Senin, 09 Oktober 2023

A new bestfriend

i think it is a misconception to illustrate that a person has so many layers like an onion. i am more inclined to believe that human have several layers like flowers, in which they shed their skins by their own will, and we just witness how they trust ourselves enough to grow together with us and finally are firm to show their own true colours. our task, however, is only to give necessary time and comfort space for the flower to complete its cycle. stand a bit close but not too close it will harm them. have a faith and embrace them but not too tight they cannot regulate their own bodies. afterwards, we could also pick up the petals and keep it to both of us, as a memento that once it covered the person beautifully (but maybe not so truthfully). the flower now is probably seem less pretty; but I can sense it is lively and ripe -- for it has pistil and stamens that will manifest as another prominent organism elsewhere.

a flower is a subject of beauty and so friendship is. 
thank you mas riz for the friendship (and trust). when you were gone I felt a tad bit sadness and loneliness and that time I know that you are dear to me. 

your bestie,
bia. 


Kamis, 27 Juli 2023

Smallest Interaction

This is how it feels like if you're having a crush, bur you keep silent about it, but you lowkey are longing for interaction and communication that will cheer up your entire day, but you don't express it anyway. every replies will ignite your heartbeat. every sources about him will be an artifact that you analyse really carefully, wholeheartedly. even his username on your instagram views will make you smile.

it's quite pathetic, isn't it? I recently saw from Instagram that if you feel like you're attached or attracted to someone so strongly though you barely know each other, it is most likely because of (1) you're bored --  you have nothing going on in your life at the moment and your brain identifies this person as a form of  'excitement', (2) you're trying to avoid painful and overwhelming situation in your life right now, so you associate this person as a form of 'distraction', and (3) you want what they have (or what they represent to you), whether it's their discipline, success, assertiveness, etc etc, so they are a form of 'reflection' to you. i cannot deny all these factors, as my life (especially the romantic sphere) has been suck for the last 6 months, and it was when I met him, I finally felt something. not as cliché as love, but probably ... attraction.

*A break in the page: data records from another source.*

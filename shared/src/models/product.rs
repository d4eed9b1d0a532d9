//! Product Model
//!
//! The menu subsystem only consumes products to compute per-category
//! counts and to block deletion of categories that still have products.

use chrono::{DateTime, Utc};
use serde::{Deserialize, Serialize};

/// Product entity
#[derive(Debug, Clone, Serialize, Deserialize)]
#[cfg_attr(feature = "db", derive(sqlx::FromRow))]
#[serde(rename_all = "camelCase")]
pub struct Product {
    pub id: String,
    pub name: String,
    /// Primary category link (FK to `categories.id`)
    pub category_id: Option<String>,
    /// Legacy name-string link, only honored when `category_id` is NULL.
    /// Rows migrated from the old schema may still carry this.
    pub category_name: Option<String>,
    pub price_cents: i64,
    pub is_active: bool,
    pub created_at: DateTime<Utc>,
    pub updated_at: DateTime<Utc>,
}

/// Create product payload
#[derive(Debug, Clone, Serialize, Deserialize)]
#[serde(rename_all = "camelCase")]
pub struct ProductCreate {
    pub name: String,
    pub category_id: Option<String>,
    pub category_name: Option<String>,
    pub price_cents: Option<i64>,
    pub is_active: Option<bool>,
}
//! 核心模块 - 服务器配置、状态和启动
//!
//! # 模块结构
//!
//! - [`Config`] - 服务器配置
//! - [`ServerState`] - 服务器状态
//! - [`Server`] - HTTP 服务器

pub mod config;
pub mod server;
pub mod state;

pub use config::Config;
pub use server::Server;
pub use state::ServerState;
//! Category Model

use chrono::{DateTime, Utc};
use serde::{Deserialize, Serialize};
use validator::Validate;

/// Category entity
///
/// Canonical category row plus the menu display fields. `sort_order`
/// controls catalog ordering, `menu_order` controls navigation ordering;
/// the two can diverge and are reconciled by the menu sync endpoint.
#[derive(Debug, Clone, Serialize, Deserialize)]
#[cfg_attr(feature = "db", derive(sqlx::FromRow))]
#[serde(rename_all = "camelCase")]
pub struct Category {
    pub id: String,
    pub name: String,
    pub slug: String,
    pub description: String,
    pub image: Option<String>,
    /// Inactive categories are excluded from customer-facing listings
    /// but stay around for admin bookkeeping
    pub is_active: bool,
    /// Catalog ordering, independent of menu ordering
    pub sort_order: i32,
    /// Position within the navigation menu
    pub menu_order: i32,
    /// Whether the category appears in the site navigation
    pub show_in_menu: bool,
    /// Depth in the menu hierarchy (0 = top-level)
    pub menu_level: i32,
    /// Parent category id; None = top-level
    pub parent_id: Option<String>,

    // -- Derived at query time (not stored columns) --

    /// Number of linked products
    #[cfg_attr(feature = "db", sqlx(default))]
    #[serde(default)]
    pub product_count: i64,
    /// Number of linked active products
    #[cfg_attr(feature = "db", sqlx(default))]
    #[serde(default)]
    pub active_product_count: i64,

    pub created_at: DateTime<Utc>,
    pub updated_at: DateTime<Utc>,
}

/// Create category payload
#[derive(Debug, Clone, Serialize, Deserialize, Validate)]
#[serde(rename_all = "camelCase")]
pub struct CategoryCreate {
    #[validate(length(min = 1, max = 120))]
    pub name: String,
    /// Derived from `name` when absent
    #[validate(length(min = 1, max = 120))]
    pub slug: Option<String>,
    #[validate(length(min = 1, max = 2000))]
    pub description: String,
    pub image: Option<String>,
    pub is_active: Option<bool>,
    pub sort_order: Option<i32>,
    pub menu_order: Option<i32>,
    pub show_in_menu: Option<bool>,
    #[validate(range(min = 0))]
    pub menu_level: Option<i32>,
    pub parent_id: Option<String>,
}

/// Update category payload (partial)
#[derive(Debug, Clone, Default, Serialize, Deserialize, Validate)]
#[serde(rename_all = "camelCase")]
pub struct CategoryUpdate {
    #[validate(length(min = 1, max = 120))]
    #[serde(skip_serializing_if = "Option::is_none")]
    pub name: Option<String>,
    #[validate(length(min = 1, max = 120))]
    #[serde(skip_serializing_if = "Option::is_none")]
    pub slug: Option<String>,
    #[validate(length(min = 1, max = 2000))]
    #[serde(skip_serializing_if = "Option::is_none")]
    pub description: Option<String>,
    /// Double Option: missing = keep, null = clear, value = replace
    #[serde(
        default,
        skip_serializing_if = "Option::is_none",
        with = "serde_double_option"
    )]
    pub image: Option<Option<String>>,
    #[serde(skip_serializing_if = "Option::is_none")]
    pub is_active: Option<bool>,
    #[serde(skip_serializing_if = "Option::is_none")]
    pub sort_order: Option<i32>,
    #[serde(skip_serializing_if = "Option::is_none")]
    pub menu_order: Option<i32>,
    #[serde(skip_serializing_if = "Option::is_none")]
    pub show_in_menu: Option<bool>,
    #[validate(range(min = 0))]
    #[serde(skip_serializing_if = "Option::is_none")]
    pub menu_level: Option<i32>,
    /// Double Option: missing = keep, null = move to top level, value = re-parent
    #[serde(
        default,
        skip_serializing_if = "Option::is_none",
        with = "serde_double_option"
    )]
    pub parent_id: Option<Option<String>>,
}

/// Serde helper distinguishing "field absent" from "field: null"
mod serde_double_option {
    use serde::{Deserialize, Deserializer, Serialize, Serializer};

    pub fn serialize<S, T>(value: &Option<Option<T>>, serializer: S) -> Result<S::Ok, S::Error>
    where
        S: Serializer,
        T: Serialize,
    {
        match value {
            Some(inner) => inner.serialize(serializer),
            None => serializer.serialize_none(),
        }
    }

    pub fn deserialize<'de, D, T>(deserializer: D) -> Result<Option<Option<T>>, D::Error>
    where
        D: Deserializer<'de>,
        T: Deserialize<'de>,
    {
        Ok(Some(Option::deserialize(deserializer)?))
    }
}
//! Category API Handlers

use axum::{
    Json,
    extract::{Path, State},
};
use validator::Validate;

use crate::auth::CurrentUser;
use crate::core::ServerState;
use crate::db::repository::CategoryRepository;
use crate::utils::{AppError, AppResult, ok};
use shared::ApiResponse;
use shared::models::{Category, CategoryCreate};

/// GET /api/categories - 获取所有分类 (含商品计数)
///
/// 按 sort_order, name 排序，与菜单排序无关。
pub async fn list(
    State(state): State<ServerState>,
) -> AppResult<Json<ApiResponse<Vec<Category>>>> {
    let repo = CategoryRepository::new(state.db.clone());
    let categories = repo.find_all().await?;
    Ok(ok(categories))
}

/// GET /api/categories/:id - 获取单个分类
pub async fn get_by_id(
    State(state): State<ServerState>,
    Path(id): Path<String>,
) -> AppResult<Json<ApiResponse<Category>>> {
    let repo = CategoryRepository::new(state.db.clone());
    let category = repo
        .find_by_id(&id)
        .await?
        .ok_or_else(|| AppError::not_found(format!("Category {} not found", id)))?;
    Ok(ok(category))
}

/// POST /api/categories - 创建分类
pub async fn create(
    State(state): State<ServerState>,
    user: CurrentUser,
    Json(payload): Json<CategoryCreate>,
) -> AppResult<Json<ApiResponse<Category>>> {
    payload.validate()?;

    let repo = CategoryRepository::new(state.db.clone());
    let category = repo.create(payload).await?;

    tracing::info!(user = %user.username, category = %category.name, "Category created");
    Ok(ok(category))
}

these last two days I scanned his name on my instagram views and found none. i wonder if this is because he is busy or he might do something with my account (mute me?) or if it's just an instagram random algorithm that push my story away from his top 10. the second thing is quite impossible, as I highly doubt he feel such a strong emotion towards me to the point he want to mute me. see, I stress over something so trivial and again: it's quite pathetic, isn't it? 

but just a few minutes ago I see his name. 

I smile. 

while I pray that this constant attraction just flickers away like fireflies who went to their home after the morning light, I'm also grateful since I could find peace in the smallest interaction and I am still able to like someone.

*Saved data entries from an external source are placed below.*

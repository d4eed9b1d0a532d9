//! Data models
//!
//! Shared between admin-server and frontend (via API).
//! DB row types use `#[cfg_attr(feature = "db", derive(sqlx::FromRow))]`.
//! All IDs are uuid strings assigned at creation.

pub mod category;
pub mod menu;
pub mod product;

// Re-exports
pub use category::*;
pub use menu::*;
pub use product::*;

or: let's wake up from your delulu-ness and make him as one of your close friend, and see if things going well afterwards, shabia.   

 


Sabtu, 13 Mei 2023

Transportasi Publik

i.

aku lupa betapa menyenangkannya naik transportasi publik. 

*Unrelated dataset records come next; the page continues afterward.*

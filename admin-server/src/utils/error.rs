//! 统一错误处理
//!
//! 提供应用级错误类型和响应辅助函数：
//! - [`AppError`] - 应用错误枚举
//! - [`ok`] / [`ok_with_message`] - 成功响应
//!
//! 所有错误都会被归一化为 `{ "success": false, "message": ... }` 信封；
//! 数据库和内部错误只在服务端日志中保留原始信息。
//!
//! # 使用示例
//!
//! ```ignore
//! // 返回错误
//! Err(AppError::not_found("Category abc"))
//!
//! // 返回成功响应
//! Ok(ok(data))
//! ```

use axum::{
    Json,
    http::StatusCode,
    response::{IntoResponse, Response},
};
use serde::Serialize;
use shared::ApiResponse;
use tracing::error;

/// 应用错误枚举
///
/// | 分类 | HTTP | 说明 |
/// |------|------|------|
/// | 认证/授权 | 401/403 | 未登录、令牌过期、无效令牌、无权限 |
/// | 业务逻辑 | 400/404/409 | 验证失败、资源不存在、唯一性冲突 |
/// | 系统 | 500 | 数据库错误、内部错误 (细节只进日志) |
#[derive(Debug, thiserror::Error)]
pub enum AppError {
    // ========== 认证错误 (4xx) ==========
    #[error("Authentication required")]
    /// 未登录 (401)
    Unauthorized,

    #[error("Token expired")]
    /// 令牌过期 (401)
    TokenExpired,

    #[error("Invalid token: {0}")]
    /// 无效令牌 (401)
    InvalidToken(String),

    #[error("Permission denied: {0}")]
    /// 无权限 (403)
    Forbidden(String),

    // ========== 业务逻辑错误 (4xx) ==========
    #[error("Resource not found: {0}")]
    /// 资源不存在 (404)
    NotFound(String),

    #[error("Resource already exists: {0}")]
    /// 唯一性冲突 (409)
    Conflict(String),

    #[error("Validation failed: {0}")]
    /// 验证失败 (400)
    Validation(String),

    // ========== 系统错误 (5xx) ==========
    #[error("Database error: {0}")]
    /// 数据库错误 (500)
    Database(String),

    #[error("Internal server error: {0}")]
    /// 内部错误 (500)
    Internal(String),
}

impl IntoResponse for AppError {
    fn into_response(self) -> Response {
        let (status, message) = match &self {
            // Authentication errors (401)
            AppError::Unauthorized => (StatusCode::UNAUTHORIZED, "Please login first".to_string()),
            AppError::TokenExpired => (StatusCode::UNAUTHORIZED, "Token expired".to_string()),
            AppError::InvalidToken(_) => (StatusCode::UNAUTHORIZED, "Invalid token".to_string()),

            // Authorization errors (403)
            AppError::Forbidden(msg) => (StatusCode::FORBIDDEN, msg.clone()),

            // Not found (404)
            AppError::NotFound(msg) => (StatusCode::NOT_FOUND, msg.clone()),

            // Conflict (409)
            AppError::Conflict(msg) => (StatusCode::CONFLICT, msg.clone()),

            // Validation (400)
            AppError::Validation(msg) => (StatusCode::BAD_REQUEST, msg.clone()),

            // Database errors (500) — never leak the raw error to the client
            AppError::Database(msg) => {
                error!(target: "database", error = %msg, "Database error occurred");
                (
                    StatusCode::INTERNAL_SERVER_ERROR,
                    "Database error".to_string(),
                )
            }

            // Internal errors (500)
            AppError::Internal(msg) => {
                error!(target: "internal", error = %msg, "Internal error occurred");
                (
                    StatusCode::INTERNAL_SERVER_ERROR,
                    "Internal server error".to_string(),
                )
            }
        };

        let body = Json(ApiResponse::<()>::error(message));
        (status, body).into_response()
    }
}

// ========== Helper Constructors ==========

impl AppError {
    pub fn unauthorized() -> Self {
        Self::Unauthorized
    }

    pub fn token_expired() -> Self {
        Self::TokenExpired
    }

    pub fn invalid_token(msg: impl Into<String>) -> Self {
        Self::InvalidToken(msg.into())
    }

    pub fn forbidden(msg: impl Into<String>) -> Self {
        Self::Forbidden(msg.into())
    }

    pub fn not_found(msg: impl Into<String>) -> Self {
        Self::NotFound(msg.into())
    }

    pub fn conflict(msg: impl Into<String>) -> Self {
        Self::Conflict(msg.into())
    }

    pub fn validation(msg: impl Into<String>) -> Self {
        Self::Validation(msg.into())
    }

    pub fn database(msg: impl Into<String>) -> Self {
        Self::Database(msg.into())
    }

    pub fn internal(msg: impl Into<String>) -> Self {
        Self::Internal(msg.into())
    }
}

impl From<sqlx::Error> for AppError {
    fn from(e: sqlx::Error) -> Self {
        AppError::Database(e.to_string())
    }
}

impl From<validator::ValidationErrors> for AppError {
    fn from(e: validator::ValidationErrors) -> Self {
        AppError::Validation(e.to_string())
    }
}

/// Result type for route handlers
pub type AppResult<T> = Result<T, AppError>;

// ========== Helper functions ==========

/// Create a successful response
pub fn ok<T: Serialize>(data: T) -> Json<ApiResponse<T>> {
    Json(ApiResponse::ok(data))
}

/// Create a successful response with custom message
pub fn ok_with_message<T: Serialize>(data: T, message: impl Into<String>) -> Json<ApiResponse<T>> {
    Json(ApiResponse::ok_with_message(data, message))
}

/// Create a successful response without data
pub fn ok_empty(message: impl Into<String>) -> Json<ApiResponse<()>> {
    Json(ApiResponse::ok_empty(message))
}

merasakan ruang yang dibagi serasa personal tapi impersonal juga. menyaksikan diri ini melaju melintasi aneka tempat dan waktu, mengenali perubahan dan nir-perubahan, dan mengamati penumpang lain. waktu melambat dan melembut meskipun sama saja ritmenya. merasa sejenak berkuasa untuk memindahkan beban mobilitas ke bahu pak supir, masinis, atau apapun namanya, karena yang kita lakukan hanya duduk diam sembari menanti tiba di destinasi. merasakan derum di bawah kaki dan mendengar mesin saling beradu; nyaring heningnya tergantung mode transportasi yang kita naiki. buatku yang mengandalkan waktu, energi, dan perhatian untuk memacu motor bebekku membelah jakarta, naik transportasi publik memberikan pengalaman yang 90 derajat berbeda; pengalaman yang meditatif, karena untuk pertama kalinya aku jadi pasif. tentu ini hanya terjadi kalau transportasi publik cukup sepi, hal yang memberikan konteks dalam catatan kecil ini: aku suka naik transportasi publik di akhir pekan. kalau di hari biasa aku pasif tapi tetap harus siaga juga, kalau-kalau ada bahaya mengintai di balik tangan nakal yang mengincar barang-barang atau tubuhku.

ii.

hari ini aku naik transjakarta, tapi bukan rute yang biasa. setelah turun di Fatmawati, perjalanan dilanjutkan dengan naik MRT. dalam interval sebelum dan sesudahnya, diselingi berjalan kaki. 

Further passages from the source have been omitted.